The problem is, as I understand heaven, my buddy John and I will never meet in the hereafter, which is sad because he died twelve years before I was born. We could have been great friends. His insight into me over the years is uncanny. Unfortunately, he didn't belong to the exclusive club I was born into. Poor guy.
"Thank you son for wanting to honor me with the truth. It is not as pleasant, but it is more permanent."--Samuel Hamilton to his son.
It seems like the struggle to get into heaven, that morality itself, is a struggle against natural human entropy. To be moral, a person must slave patriotically against nature in one long continuous battle of will. Obviously, there will be exclusion to the reward.
Entropy long ago swallered me whole. I don't quite revel in it, but it revels in me. Interesting thought to have at five in the morning sobering up. It made me think of bears stealing beer and a black Ford Galaxie driving a marine engineer and Luke Skywalker around. My all consuming funk may be lifting because I now know myself better. I'm not Tom Hamilton all the time, but I have been lately. And the dark side of Tom is a character named Billy.
Billy reluctantly saves the universe, you see. Maybe he's ready to fight again. He might need an assist from a poorly spelled suburbanite who sometimes deludes himself into becoming a deer.
Me and my friends may form an exclusive group in the hereafter, yet. I think Sam Clemens will be allowed in as well.
See you there, fuckers.
5 comments:
I was subsumed by entropy long ago. I think it is the meaning of the wave dreams despite all the fruity dream-analysis in my comments page.
It is not a fight we could ever win, if a fight is even what it is. The resources we might use would themselves be subject to its gnawing grind, and in time any 'victories' we think we make are slowly spinning into particulate 'truth' fragments, meaningless dogmatic cliches as they become separated from perhaps once meritorious structures.
Thus any moral permanence or religious 'rock' that does not embrace this Dao will be in time eroded, scarred and eventually washed into the river as sand.

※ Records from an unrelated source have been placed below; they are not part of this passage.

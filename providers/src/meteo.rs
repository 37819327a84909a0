//! Current weather and air quality operations (Open-Meteo).
//!
//! Both services share the same request shape: fixed coordinates plus a
//! `current=` selection of variables, answered with a `current` object that
//! echoes those variables and an observation time.

use serde::Deserialize;

use lookout_types::{AirQualityView, ApiError, WeatherView};

use crate::{ProviderConfig, fetch_json, parse_payload, validate};

#[derive(Debug, Deserialize)]
struct ForecastPayload {
    current: CurrentWeather,
}

#[derive(Debug, Deserialize)]
struct CurrentWeather {
    temperature_2m: f64,
    apparent_temperature: f64,
    wind_speed_10m: f64,
    time: String,
}

/// Fetch current weather for the configured location, metric units.
pub async fn fetch_weather(config: &ProviderConfig) -> Result<WeatherView, ApiError> {
    let loc = &config.location;
    let url = format!(
        "{}?latitude={}&longitude={}\
         &current=temperature_2m,apparent_temperature,wind_speed_10m\
         &temperature_unit=celsius&wind_speed_unit=kmh",
        config.endpoints.weather, loc.latitude, loc.longitude
    );

    let data = fetch_json(&url).await?;
    validate(&data, &["current"])?;
    let payload: ForecastPayload = parse_payload(data)?;

    Ok(WeatherView {
        city: loc.name.clone(),
        temperature_c: payload.current.temperature_2m,
        apparent_c: payload.current.apparent_temperature,
        wind_kmh: payload.current.wind_speed_10m,
        observed_at: payload.current.time,
    })
}

#[derive(Debug, Deserialize)]
struct AirQualityPayload {
    current: CurrentAirQuality,
}

#[derive(Debug, Deserialize)]
struct CurrentAirQuality {
    us_aqi: f64,
    pm2_5: f64,
    pm10: f64,
    nitrogen_dioxide: f64,
    ozone: f64,
    time: String,
}

/// Fetch current air quality for the configured location.
pub async fn fetch_air_quality(config: &ProviderConfig) -> Result<AirQualityView, ApiError> {
    let loc = &config.location;
    let url = format!(
        "{}?latitude={}&longitude={}\
         &current=us_aqi,pm2_5,pm10,nitrogen_dioxide,ozone",
        config.endpoints.air_quality, loc.latitude, loc.longitude
    );

    let data = fetch_json(&url).await?;
    validate(&data, &["current"])?;
    let payload: AirQualityPayload = parse_payload(data)?;

    Ok(AirQualityView {
        city: loc.name.clone(),
        us_aqi: payload.current.us_aqi,
        pm2_5: payload.current.pm2_5,
        pm10: payload.current.pm10,
        nitrogen_dioxide: payload.current.nitrogen_dioxide,
        ozone: payload.current.ozone,
        observed_at: payload.current.time,
    })
}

If I could choose a Super Power, I would take Entropy. I would be almost invincible, defeated only by The Time Freezer.
I know John too, and John would be proud to know you.
Ah, yes. See you there. I put my two cents about heaven on the net awhile ago, but to save you any archive digging, it basically said,
"Everytime someone said, 'The Lord's house is a house of order,' I thought, 'Damn it.'"
I'll take the risks and temptations thank you very much.
I'm going to hell.
Anaglyph:A religion built around entropy would be the one for me. Of course, "Heat Death" is just not as intimidating as "Hell". I can see how my whole philosophy would lose steam right there.
"Wait, you mean in the apocolypse everything's just gonna get luke warm? That's lame."
menin...and stuff: Yeah, he actually comes from the same geological formation as I do. Bioturbated below wave-base mud. And he has a thing for old pickup trucks. We could totally nerd together.
janet: Your company will be greatly appreciated. I got the meats and I made the barbaque sauce, you bring the potato salad, we'll get Anaglyph to bring the chips. I guess it's BYOB. I'm pretty sure the music teacher won't be there.
As for Heaven Or Hell, I'd rather not be stuck with Pat Robertson and Jerry Falwell... May I offer to bring a nice keg of microbrew?